ITEM 5. OTHER EVENTS

         On October 10, 2001, Province Healthcare Company (the "Company")
completed the issuance and sale of $172,500,000 aggregate principal amount of
the Company's 4 1/4% Convertible Subordinated Notes due 2008 for purchase by
qualified institutional buyers under Rule 144A of the Securities Act of 1933
(the "Notes"). The Notes were sold in a private transaction to the initial
purchasers, Merrill Lynch, Pierce, Fenner & Smith Incorporated, First Union
Securities, Inc., UBS Warburg LLC, and Banc of America Securities LLC. The
amount sold in the offering includes $22,500,000 principal amount of the Notes
issued upon the exercise by the initial purchasers of an option to cover
over-allotments. The Notes are convertible, at the election of the holder, into
shares of the Company's Common Stock at a conversion price of $41.55 per share.

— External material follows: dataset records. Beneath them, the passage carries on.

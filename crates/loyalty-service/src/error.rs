//! 积分服务错误类型
//!
//! 定义服务层的业务错误和系统错误。业务错误（订单号无效、订单冲突、余额不足）
//! 同步返回给调用方，系统错误（存储不可用）可重试。

use loyalty_shared::error::SharedError;
use thiserror::Error;

/// 积分服务错误类型
#[derive(Debug, Error)]
pub enum LoyaltyError {
    // === 校验错误 ===
    #[error("订单号格式无效: {0}")]
    InvalidOrderNumber(String),

    #[error("金额必须为正数: {0}")]
    InvalidAmount(i64),

    // === 订单相关错误 ===
    #[error("订单号已被其他用户提交: {number}")]
    OrderOwnedByOther { number: String },

    #[error("订单不存在: {0}")]
    OrderNotFound(String),

    // === 积分相关错误 ===
    #[error("积分余额不足: 需要 {requested}, 可用 {available}")]
    InsufficientFunds { requested: i64, available: i64 },

    // === 系统错误 ===
    #[error("数据库错误: {0}")]
    Database(#[from] sqlx::Error),

    #[error("存储错误: {0}")]
    Storage(String),

    #[error(transparent)]
    Shared(#[from] SharedError),

    #[error("内部错误: {0}")]
    Internal(String),
}

/// 积分服务 Result 类型别名
pub type Result<T> = std::result::Result<T, LoyaltyError>;

impl LoyaltyError {
    /// 检查是否为可重试的错误
    pub fn is_retryable(&self) -> bool {
        match self {
            Self::Database(_) | Self::Storage(_) => true,
            Self::Shared(e) => e.is_retryable(),
            _ => false,
        }
    }

    /// 检查是否为业务错误（非系统错误）
    pub fn is_business_error(&self) -> bool {
        matches!(
            self,
            Self::InvalidOrderNumber(_)
                | Self::InvalidAmount(_)
                | Self::OrderOwnedByOther { .. }
                | Self::OrderNotFound(_)
                | Self::InsufficientFunds { .. }
        )
    }

    /// 获取错误码（用于 API 响应）
    pub fn error_code(&self) -> &'static str {
        match self {
            Self::InvalidOrderNumber(_) => "INVALID_ORDER_NUMBER",
            Self::InvalidAmount(_) => "INVALID_AMOUNT",
            Self::OrderOwnedByOther { .. } => "ORDER_OWNED_BY_OTHER",
            Self::OrderNotFound(_) => "ORDER_NOT_FOUND",
            Self::InsufficientFunds { .. } => "INSUFFICIENT_FUNDS",
            Self::Database(_) => "DATABASE_ERROR",
            Self::Storage(_) => "STORAGE_ERROR",
            Self::Shared(e) => e.code(),
            Self::Internal(_) => "INTERNAL_ERROR",
        }
    }
}
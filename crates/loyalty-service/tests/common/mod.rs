//! 集成测试公共工具
//!
//! 提供按脚本应答的积分系统替身和常用的数据准备函数

#![allow(dead_code)]

use std::collections::{HashMap, VecDeque};
use std::sync::Arc;
use std::sync::atomic::{AtomicUsize, Ordering};
use std::time::Duration;

use async_trait::async_trait;
use loyalty::{
    AccrualClient, AccrualError, AccrualPoller, AccrualVerdict, LedgerRepositoryTrait, MemoryStore,
    OrderRepositoryTrait, OrderStatus, PollerConfig,
};
use parking_lot::Mutex;

/// 积分系统的一次应答
#[derive(Debug, Clone)]
pub enum Reply {
    Registered,
    Processing,
    Processed(i64),
    Invalid,
    NotRegistered,
    ServerError,
    RateLimited(Duration),
    /// 永不返回，用于验证停止信号能打断查询阶段
    Hang,
}

/// 按脚本应答的积分系统替身
///
/// 每个订单一个应答队列，队列只剩最后一条时重复返回它；
/// 未配置脚本的订单视为尚未登记
#[derive(Default)]
pub struct ScriptedAccrual {
    replies: Mutex<HashMap<String, VecDeque<Reply>>>,
    calls: Mutex<HashMap<String, usize>>,
    total_calls: AtomicUsize,
}

impl ScriptedAccrual {
    pub fn new() -> Arc<Self> {
        Arc::new(Self::default())
    }

    pub fn script(&self, number: &str, replies: impl IntoIterator<Item = Reply>) {
        self.replies
            .lock()
            .insert(number.to_string(), replies.into_iter().collect());
    }

    pub fn calls(&self) -> usize {
        self.total_calls.load(Ordering::SeqCst)
    }

    pub fn calls_for(&self, number: &str) -> usize {
        self.calls.lock().get(number).copied().unwrap_or(0)
    }

    fn next_reply(&self, number: &str) -> Reply {
        let mut replies = self.replies.lock();
        match replies.get_mut(number) {
            Some(queue) if queue.len() > 1 => queue.pop_front().unwrap_or(Reply::NotRegistered),
            Some(queue) => queue.front().cloned().unwrap_or(Reply::NotRegistered),
            None => Reply::NotRegistered,
        }
    }
}

#[async_trait]
impl AccrualClient for ScriptedAccrual {
    async fn fetch(&self, number: &str) -> Result<AccrualVerdict, AccrualError> {
        self.total_calls.fetch_add(1, Ordering::SeqCst);
        *self.calls.lock().entry(number.to_string()).or_default() += 1;

        let reply = self.next_reply(number);
        match reply {
            Reply::Registered => Ok(AccrualVerdict {
                order: number.to_string(),
                status: OrderStatus::New,
                accrual: 0,
            }),
            Reply::Processing => Ok(AccrualVerdict::processing(number)),
            Reply::Processed(accrual) => Ok(AccrualVerdict::processed(number, accrual)),
            Reply::Invalid => Ok(AccrualVerdict::invalid(number)),
            Reply::NotRegistered => Err(AccrualError::NotRegistered),
            Reply::ServerError => Err(AccrualError::Server(503)),
            Reply::RateLimited(retry_after) => Err(AccrualError::RateLimited { retry_after }),
            Reply::Hang => std::future::pending().await,
        }
    }
}

/// 间隔很短的轮询器，用于 run 循环测试
pub fn fast_poller(store: &MemoryStore, client: Arc<ScriptedAccrual>) -> AccrualPoller {
    AccrualPoller::new(
        Arc::new(store.clone()),
        client,
        PollerConfig {
            interval: Duration::from_millis(10),
            max_in_flight: 4,
        },
    )
}

pub fn poller(store: &MemoryStore, client: Arc<ScriptedAccrual>) -> AccrualPoller {
    AccrualPoller::new(Arc::new(store.clone()), client, PollerConfig::default())
}

/// 提交订单并直接入账，作为提现测试的初始余额
pub async fn seed_credit(store: &MemoryStore, owner: &str, number: &str, amount: i64) {
    store.submit(number, owner).await.unwrap();
    store.append(number, amount).await.unwrap();
}

/// 轮询 `check` 直到返回 true 或超时
pub async fn wait_until(timeout: Duration, mut check: impl FnMut() -> bool) -> bool {
    let deadline = tokio::time::Instant::now() + timeout;
    while tokio::time::Instant::now() < deadline {
        if check() {
            return true;
        }
        tokio::time::sleep(Duration::from_millis(5)).await;
    }
    check()
}
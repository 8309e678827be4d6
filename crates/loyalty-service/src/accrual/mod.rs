//! 积分计算系统对接
//!
//! - `client`: 积分系统 HTTP 客户端及其抽象接口
//! - `poller`: 后台轮询器，将积分系统的判定同步到本地订单和流水

pub mod client;
pub mod poller;

pub use client::{AccrualClient, AccrualError, AccrualHttpClient};
pub use poller::{AccrualPoller, CycleReport, PollerConfig};
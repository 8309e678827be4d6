//! 仓储 Trait 定义
//!
//! 定义仓储接口，便于服务层和轮询器依赖抽象而非具体实现，支持 mock 测试

use async_trait::async_trait;

use crate::error::Result;
use crate::models::{AccrualVerdict, LedgerEntry, Order, SubmitOutcome, WithdrawalOutcome};

/// 订单仓储接口
#[cfg_attr(test, mockall::automock)]
#[async_trait]
pub trait OrderRepositoryTrait: Send + Sync {
    /// 提交订单，依赖存储的唯一约束判重
    async fn submit(&self, number: &str, owner: &str) -> Result<SubmitOutcome>;

    /// 用户订单，按提交时间升序
    async fn list_for_user(&self, owner: &str) -> Result<Vec<Order>>;

    /// 非终态（NEW / PROCESSING）订单号
    async fn list_pending(&self) -> Result<Vec<String>>;

    /// 原子地应用一批判定，返回实际生效的条数
    ///
    /// 只更新仍处于非终态的订单；PROCESSED 判定在同一事务内写入积分入账流水。
    async fn apply_verdicts(&self, verdicts: &[AccrualVerdict]) -> Result<u64>;
}

/// 积分流水仓储接口
#[cfg_attr(test, mockall::automock)]
#[async_trait]
pub trait LedgerRepositoryTrait: Send + Sync {
    /// 追加一条流水，归属用户取自订单
    async fn append(&self, order_number: &str, amount: i64) -> Result<LedgerEntry>;

    /// 用户全部流水，按记录时间升序
    async fn entries_for_user(&self, owner: &str) -> Result<Vec<LedgerEntry>>;

    /// 用户提现流水（负数金额），按记录时间升序
    async fn withdrawal_entries_for_user(&self, owner: &str) -> Result<Vec<LedgerEntry>>;

    /// 条件提现：余额足够时才追加 -amount 流水
    ///
    /// 余额检查与写入在同一个按用户串行化的临界区内完成。
    async fn append_withdrawal(
        &self,
        owner: &str,
        order_number: &str,
        amount: i64,
    ) -> Result<WithdrawalOutcome>;
}
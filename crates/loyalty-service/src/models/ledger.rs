//! 积分流水与余额

use chrono::{DateTime, Utc};
use serde::{Deserialize, Serialize};

/// 积分流水记录
///
/// 只追加，不修改不删除。amount 为正表示入账，为负表示提现。
#[derive(Debug, Clone, PartialEq, Eq, Serialize, Deserialize, sqlx::FromRow)]
#[serde(rename_all = "camelCase")]
pub struct LedgerEntry {
    pub id: i64,
    pub order_number: String,
    pub owner: String,
    pub amount: i64,
    pub recorded_at: DateTime<Utc>,
}

impl LedgerEntry {
    pub fn is_withdrawal(&self) -> bool {
        self.amount < 0
    }
}

/// 用户积分余额（最小货币单位）
#[derive(Debug, Clone, Copy, Default, PartialEq, Eq, Serialize, Deserialize)]
pub struct Balance {
    /// 当前可用余额
    pub current: i64,
    /// 累计提现
    pub withdrawn: i64,
}

impl Balance {
    /// 折叠流水得到余额
    ///
    /// 结果与流水顺序无关
    pub fn from_entries<'a, I>(entries: I) -> Self
    where
        I: IntoIterator<Item = &'a LedgerEntry>,
    {
        entries.into_iter().fold(Self::default(), |mut acc, entry| {
            acc.apply(entry.amount);
            acc
        })
    }

    /// 计入一笔金额
    pub fn apply(&mut self, amount: i64) {
        self.current += amount;
        if amount < 0 {
            self.withdrawn -= amount;
        }
    }

    /// 余额是否足以支付 amount
    pub fn covers(&self, amount: i64) -> bool {
        amount <= self.current
    }
}

/// 提现写入结果
#[derive(Debug, Clone, PartialEq, Eq)]
pub enum WithdrawalOutcome {
    /// 已记录提现流水
    Recorded(LedgerEntry),
    /// 余额不足，未写入
    InsufficientFunds { available: i64 },
}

         The net proceeds of the offering will be used to repay any outstanding
borrowings under the Company's existing senior credit facility, for working
capital and for general corporate purposes, including potential acquisitions of
additional hospitals.

         The Notes and the Common Stock issuable upon the conversion of the
Notes have not been registered under the Securities Act, or any state securities
laws, and may be offered for resale only to qualified institutional buyers in
reliance on Rule 144A under the Securities Act or pursuant to another available
exemption from the registration requirements of the Securities Act.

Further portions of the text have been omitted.